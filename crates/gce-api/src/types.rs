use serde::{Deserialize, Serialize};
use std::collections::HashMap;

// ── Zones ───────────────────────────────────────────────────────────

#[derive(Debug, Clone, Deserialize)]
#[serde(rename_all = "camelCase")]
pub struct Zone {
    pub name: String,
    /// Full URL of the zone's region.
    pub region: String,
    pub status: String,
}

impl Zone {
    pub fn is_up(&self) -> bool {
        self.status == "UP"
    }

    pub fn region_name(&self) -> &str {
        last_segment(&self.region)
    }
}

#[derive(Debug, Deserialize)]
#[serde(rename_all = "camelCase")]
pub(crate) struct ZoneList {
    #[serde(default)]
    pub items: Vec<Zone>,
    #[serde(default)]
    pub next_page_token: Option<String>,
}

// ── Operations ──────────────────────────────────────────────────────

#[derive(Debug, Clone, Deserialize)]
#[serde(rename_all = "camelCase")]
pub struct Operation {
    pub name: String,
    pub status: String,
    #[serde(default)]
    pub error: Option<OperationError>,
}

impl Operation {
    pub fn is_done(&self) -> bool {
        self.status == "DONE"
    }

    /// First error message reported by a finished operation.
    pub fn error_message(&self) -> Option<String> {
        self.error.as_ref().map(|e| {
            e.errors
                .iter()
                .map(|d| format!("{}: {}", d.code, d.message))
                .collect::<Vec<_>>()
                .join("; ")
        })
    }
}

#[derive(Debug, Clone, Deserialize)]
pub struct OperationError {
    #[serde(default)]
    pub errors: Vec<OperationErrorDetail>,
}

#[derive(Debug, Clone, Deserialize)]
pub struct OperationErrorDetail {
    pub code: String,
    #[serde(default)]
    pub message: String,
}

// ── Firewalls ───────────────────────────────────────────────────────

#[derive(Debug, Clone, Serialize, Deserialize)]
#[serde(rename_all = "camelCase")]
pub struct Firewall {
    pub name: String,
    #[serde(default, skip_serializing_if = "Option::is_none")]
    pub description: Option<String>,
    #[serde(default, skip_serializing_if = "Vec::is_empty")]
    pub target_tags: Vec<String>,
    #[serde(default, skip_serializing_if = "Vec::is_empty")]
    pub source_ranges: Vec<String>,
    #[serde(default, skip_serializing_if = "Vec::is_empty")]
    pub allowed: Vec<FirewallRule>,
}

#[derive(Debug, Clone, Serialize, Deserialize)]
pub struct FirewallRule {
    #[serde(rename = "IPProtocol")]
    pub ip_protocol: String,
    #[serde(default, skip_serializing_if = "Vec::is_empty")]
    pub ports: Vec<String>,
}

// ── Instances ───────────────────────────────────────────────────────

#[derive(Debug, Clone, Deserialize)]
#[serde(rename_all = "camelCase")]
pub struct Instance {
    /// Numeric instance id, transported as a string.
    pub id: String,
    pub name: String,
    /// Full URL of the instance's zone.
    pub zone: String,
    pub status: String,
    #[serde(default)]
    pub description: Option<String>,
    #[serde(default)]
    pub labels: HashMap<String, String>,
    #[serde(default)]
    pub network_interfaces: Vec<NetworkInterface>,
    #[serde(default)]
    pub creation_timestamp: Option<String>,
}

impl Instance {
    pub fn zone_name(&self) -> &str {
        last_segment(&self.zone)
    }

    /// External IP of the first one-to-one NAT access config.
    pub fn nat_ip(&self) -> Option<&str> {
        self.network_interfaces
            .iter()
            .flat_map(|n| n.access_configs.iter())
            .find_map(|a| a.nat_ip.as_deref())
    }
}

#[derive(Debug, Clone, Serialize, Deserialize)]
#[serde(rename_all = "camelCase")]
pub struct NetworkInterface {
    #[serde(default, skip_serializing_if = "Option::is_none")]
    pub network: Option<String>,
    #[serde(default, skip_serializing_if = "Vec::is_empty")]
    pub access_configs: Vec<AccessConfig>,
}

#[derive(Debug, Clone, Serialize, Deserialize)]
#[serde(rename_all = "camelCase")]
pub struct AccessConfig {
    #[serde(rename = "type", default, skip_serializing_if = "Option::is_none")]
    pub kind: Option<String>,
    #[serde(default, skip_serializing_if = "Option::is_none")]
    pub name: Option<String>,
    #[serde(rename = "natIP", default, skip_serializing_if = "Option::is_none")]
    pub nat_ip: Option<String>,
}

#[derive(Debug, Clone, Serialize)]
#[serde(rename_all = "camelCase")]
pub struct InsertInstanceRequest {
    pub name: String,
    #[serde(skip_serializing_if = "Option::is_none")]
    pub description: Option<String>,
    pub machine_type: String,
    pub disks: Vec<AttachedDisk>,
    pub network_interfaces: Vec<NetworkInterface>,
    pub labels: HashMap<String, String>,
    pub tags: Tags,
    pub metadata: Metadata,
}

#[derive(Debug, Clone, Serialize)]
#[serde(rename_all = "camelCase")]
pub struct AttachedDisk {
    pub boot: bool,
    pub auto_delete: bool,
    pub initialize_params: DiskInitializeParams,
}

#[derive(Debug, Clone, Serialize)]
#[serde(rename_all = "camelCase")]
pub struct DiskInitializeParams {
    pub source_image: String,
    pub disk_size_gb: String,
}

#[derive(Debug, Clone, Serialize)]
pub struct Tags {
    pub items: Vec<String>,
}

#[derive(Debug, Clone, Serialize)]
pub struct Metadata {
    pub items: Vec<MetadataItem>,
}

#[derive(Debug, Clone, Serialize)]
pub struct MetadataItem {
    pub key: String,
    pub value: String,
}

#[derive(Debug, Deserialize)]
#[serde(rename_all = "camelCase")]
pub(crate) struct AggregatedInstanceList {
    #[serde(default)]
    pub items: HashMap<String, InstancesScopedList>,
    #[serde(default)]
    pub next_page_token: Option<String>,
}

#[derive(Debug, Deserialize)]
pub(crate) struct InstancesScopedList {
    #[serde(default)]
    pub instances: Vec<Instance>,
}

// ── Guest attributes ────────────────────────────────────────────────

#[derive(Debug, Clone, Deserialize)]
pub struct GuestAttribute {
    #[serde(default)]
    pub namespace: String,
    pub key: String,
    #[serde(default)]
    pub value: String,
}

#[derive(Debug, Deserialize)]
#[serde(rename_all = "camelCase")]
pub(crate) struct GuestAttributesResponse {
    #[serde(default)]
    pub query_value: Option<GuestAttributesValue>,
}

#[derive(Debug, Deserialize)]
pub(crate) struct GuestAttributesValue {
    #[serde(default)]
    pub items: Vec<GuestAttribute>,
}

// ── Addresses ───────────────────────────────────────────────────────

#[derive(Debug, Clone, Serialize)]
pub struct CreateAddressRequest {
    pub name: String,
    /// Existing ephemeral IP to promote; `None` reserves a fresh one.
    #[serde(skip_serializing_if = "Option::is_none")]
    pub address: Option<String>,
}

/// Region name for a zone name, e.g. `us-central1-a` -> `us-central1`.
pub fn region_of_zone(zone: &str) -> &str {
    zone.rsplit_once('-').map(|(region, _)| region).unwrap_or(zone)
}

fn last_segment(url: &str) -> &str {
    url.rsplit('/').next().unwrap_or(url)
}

==

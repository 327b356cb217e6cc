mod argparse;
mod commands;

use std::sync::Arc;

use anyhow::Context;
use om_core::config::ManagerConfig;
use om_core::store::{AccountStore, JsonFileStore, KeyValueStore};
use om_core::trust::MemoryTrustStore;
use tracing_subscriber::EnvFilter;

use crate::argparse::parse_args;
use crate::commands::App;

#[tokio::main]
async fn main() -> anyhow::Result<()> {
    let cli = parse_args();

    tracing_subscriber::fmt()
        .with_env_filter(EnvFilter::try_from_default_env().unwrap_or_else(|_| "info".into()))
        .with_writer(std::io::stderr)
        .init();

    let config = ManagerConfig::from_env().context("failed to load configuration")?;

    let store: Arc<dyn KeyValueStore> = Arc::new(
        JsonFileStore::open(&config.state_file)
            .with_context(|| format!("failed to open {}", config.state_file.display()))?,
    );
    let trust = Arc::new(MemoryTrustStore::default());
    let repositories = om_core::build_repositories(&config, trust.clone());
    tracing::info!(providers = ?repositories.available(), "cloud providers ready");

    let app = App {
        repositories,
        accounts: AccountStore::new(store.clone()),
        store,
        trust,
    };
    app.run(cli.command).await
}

--- Work task ---
What lines above hold the word "OperationErrorDetail"? List them all.

--- Result of the exercise ---
    pub errors: Vec<OperationErrorDetail>,
pub struct OperationErrorDetail {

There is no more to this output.